Curing What Ails the Healthcare System: Shared Responsibility

Recently, I’ve written about how cost-cutting alone will not keep healthcare organizations in the black. We’ve heard it from analysts, and recently, article in HealthLeaders, we heard it from Otis Brawley, MD, chief medical officer of the American Cancer Society.

In the article, Dr. Brawley cites staggering statistics about how much we spend, and will continue to spend, on healthcare and lays out what he thinks is a solution: promoting shared responsibility. And that means everyone: doctors, healthcare systems, insurers, drug companies, lawyers, patients, etc.

The HealthLeaders article includes insights from other healthcare leaders including Lorie Fiber, VP of corporate communications at Castlight Health. Ms. Fiber points out that the changing dynamics and growing transparency related to the costs and quality of healthcare has lead to more engagement and accountability, among everyone, which should ultimately translate into a far more effective disbursement of the huge sums of money spent annually on healthcare.

Ruth Krystopolski, president of Sanford Health Plan and executive VP of care innovation at Sanford Health in Sioux Falls, SD, declares that altering the mindset of patients and providers will be critical to any fundamental reform effort. Under the ACA, we’ve seen the payment landscape for providers shift dramatically. And now patients are being asked to do their part, through wellness programs and other incentives. Those who insist on clinging to unhealthy habits such as smoking can be charged more for their health insurance. As Krystopolski notes, “We’ve had this idea that if something’s broken, you can just fix it. You can take a pill.”

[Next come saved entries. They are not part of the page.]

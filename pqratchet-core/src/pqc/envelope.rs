// SPDX-FileCopyrightText: 2026 Mattia Egloff <mattia.egloff@pm.me>
//
// SPDX-License-Identifier: GPL-3.0-or-later

//! Hybrid Post-Quantum Envelope
//!
//! The body is sealed under a random data key with XChaCha20-Poly1305. The
//! data key is wrapped under a key-encryption key derived from a fresh KEM
//! shared secret, so only the holder of the KEM secret key can unwrap it.
//!
//! ```text
//! pqc_ciphertext = kem_ciphertext || wrap(kek, data_key)
//! to_bytes       = tag (1) || nonce (24) || len(pqc_ciphertext) (u32 BE)
//!                  || pqc_ciphertext || classical_ciphertext
//! ```

use serde::{Deserialize, Serialize};
use tracing::debug;
use zeroize::Zeroizing;

use super::kem::kem_scheme;
use super::PqcAlgorithm;
use crate::crypto::encryption::{
    fill_random, open_xchacha20, seal_xchacha20, TAG_SIZE, XCHACHA20_NONCE_SIZE,
};
use crate::crypto::{Hkdf, SymmetricKey};
use crate::error::{E2eeError, E2eeResult};

const KEK_INFO: &[u8] = b"hybrid-envelope-kek";
const DATA_KEY_LEN: usize = 32;
const WRAPPED_KEY_LEN: usize = DATA_KEY_LEN + TAG_SIZE;

/// The KEK is single-use, so a fixed nonce never repeats under one key.
const WRAP_NONCE: [u8; XCHACHA20_NONCE_SIZE] = [0u8; XCHACHA20_NONCE_SIZE];

const HEADER_LEN: usize = 1 + XCHACHA20_NONCE_SIZE + 4;

/// A message body protected by a post-quantum KEM.
#[derive(Clone, PartialEq, Eq, Serialize, Deserialize)]
pub struct HybridEnvelope {
    pub pqc_algorithm: PqcAlgorithm,
    pub nonce: [u8; XCHACHA20_NONCE_SIZE],
    /// KEM ciphertext followed by the wrapped data key
    pub pqc_ciphertext: Vec<u8>,
    /// Body ciphertext with authentication tag
    pub classical_ciphertext: Vec<u8>,
}

impl std::fmt::Debug for HybridEnvelope {
    fn fmt(&self, f: &mut std::fmt::Formatter<'_>) -> std::fmt::Result {
        f.debug_struct("HybridEnvelope")
            .field("pqc_algorithm", &self.pqc_algorithm)
            .field("pqc_ciphertext_len", &self.pqc_ciphertext.len())
            .field("classical_ciphertext_len", &self.classical_ciphertext.len())
            .finish()
    }
}

impl HybridEnvelope {
    /// Encodes the envelope for transport.
    pub fn to_bytes(&self) -> Vec<u8> {
        let mut out = Vec::with_capacity(
            HEADER_LEN + self.pqc_ciphertext.len() + self.classical_ciphertext.len(),
        );
        out.push(self.pqc_algorithm.tag());
        out.extend_from_slice(&self.nonce);
        out.extend_from_slice(&(self.pqc_ciphertext.len() as u32).to_be_bytes());
        out.extend_from_slice(&self.pqc_ciphertext);
        out.extend_from_slice(&self.classical_ciphertext);
        out
    }

    /// Decodes an envelope produced by [`HybridEnvelope::to_bytes`].
    pub fn from_bytes(bytes: &[u8]) -> E2eeResult<Self> {
        if bytes.len() < HEADER_LEN {
            return Err(E2eeError::Serialization("envelope too short".into()));
        }
        let pqc_algorithm = PqcAlgorithm::try_from(bytes[0])?;

        let mut nonce = [0u8; XCHACHA20_NONCE_SIZE];
        nonce.copy_from_slice(&bytes[1..1 + XCHACHA20_NONCE_SIZE]);

        let mut len_bytes = [0u8; 4];
        len_bytes.copy_from_slice(&bytes[1 + XCHACHA20_NONCE_SIZE..HEADER_LEN]);
        let pqc_len = u32::from_be_bytes(len_bytes) as usize;

        let rest = &bytes[HEADER_LEN..];
        if rest.len() < pqc_len {
            return Err(E2eeError::Serialization(
                "envelope truncated in pqc ciphertext".into(),
            ));
        }
        let (pqc_ciphertext, classical_ciphertext) = rest.split_at(pqc_len);

        Ok(HybridEnvelope {
            pqc_algorithm,
            nonce,
            pqc_ciphertext: pqc_ciphertext.to_vec(),
            classical_ciphertext: classical_ciphertext.to_vec(),
        })
    }
}

fn derive_kek(shared_secret: &[u8], algorithm: PqcAlgorithm) -> E2eeResult<SymmetricKey> {
    let mut info = KEK_INFO.to_vec();
    info.push(algorithm.tag());
    Ok(SymmetricKey::from_bytes(Hkdf::derive_key(
        None,
        shared_secret,
        &info,
    )?))
}

/// Encrypts `plaintext` to the holder of the secret key matching `public_key`.
pub fn hybrid_encrypt(
    plaintext: &[u8],
    public_key: &[u8],
    algorithm: PqcAlgorithm,
) -> E2eeResult<HybridEnvelope> {
    let scheme = kem_scheme(algorithm)?;
    let aad = [algorithm.tag()];

    let data_key = SymmetricKey::generate()?;
    let mut nonce = [0u8; XCHACHA20_NONCE_SIZE];
    fill_random(&mut nonce)?;
    let classical_ciphertext = seal_xchacha20(&data_key, &nonce, plaintext, &aad)?;

    let encapsulation = scheme.encapsulate(public_key)?;
    let kek = derive_kek(&encapsulation.shared_secret, algorithm)?;
    let wrapped = seal_xchacha20(&kek, &WRAP_NONCE, data_key.as_bytes(), &aad)?;

    let mut pqc_ciphertext = encapsulation.ciphertext;
    pqc_ciphertext.extend_from_slice(&wrapped);

    debug!(
        %algorithm,
        pqc_len = pqc_ciphertext.len(),
        body_len = classical_ciphertext.len(),
        "Sealed hybrid envelope"
    );

    Ok(HybridEnvelope {
        pqc_algorithm: algorithm,
        nonce,
        pqc_ciphertext,
        classical_ciphertext,
    })
}

/// Decrypts a hybrid envelope.
///
/// Every failure after algorithm selection is reported as
/// [`E2eeError::Decryption`].
pub fn hybrid_decrypt(
    envelope: &HybridEnvelope,
    secret_key: &[u8],
    algorithm: PqcAlgorithm,
) -> E2eeResult<Vec<u8>> {
    if envelope.pqc_algorithm != algorithm {
        return Err(E2eeError::UnsupportedAlgorithm(format!(
            "envelope uses {}, expected {}",
            envelope.pqc_algorithm, algorithm
        )));
    }
    let scheme = kem_scheme(algorithm)?;
    let aad = [algorithm.tag()];

    let kem_len = scheme.ciphertext_len();
    if envelope.pqc_ciphertext.len() != kem_len + WRAPPED_KEY_LEN {
        return Err(E2eeError::Decryption);
    }
    let (kem_ciphertext, wrapped) = envelope.pqc_ciphertext.split_at(kem_len);

    let shared_secret = scheme
        .decapsulate(kem_ciphertext, secret_key)
        .map_err(|_| E2eeError::Decryption)?;
    let kek = derive_kek(&shared_secret, algorithm).map_err(|_| E2eeError::Decryption)?;

    let data_key_bytes = Zeroizing::new(
        open_xchacha20(&kek, &WRAP_NONCE, wrapped, &aad).map_err(|_| E2eeError::Decryption)?,
    );
    let data_key: [u8; DATA_KEY_LEN] = data_key_bytes
        .as_slice()
        .try_into()
        .map_err(|_| E2eeError::Decryption)?;
    let data_key = SymmetricKey::from_bytes(data_key);

    open_xchacha20(
        &data_key,
        &envelope.nonce,
        &envelope.classical_ciphertext,
        &aad,
    )
    .map_err(|_| E2eeError::Decryption)
}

In today’s healthcare industry, a mere pill won’t cure what ails us. It is the responsibility of us all to contribute to turning our system into one that is more efficient, less costly and that produces better health outcomes. We’ve learned that we can’t spend our way to health, nor can we cost-cut our way to success. As we gain greater transparency into how the system works, we can all work together to make improvements across the board, sharing the responsibility for preventing illness through wellness programs, and by preventing spiraling costs through greater efficiency and transparency.

As Ms. Krystopolski concluded, “Prevention is everybody’s responsibility.” Let’s share that responsibility.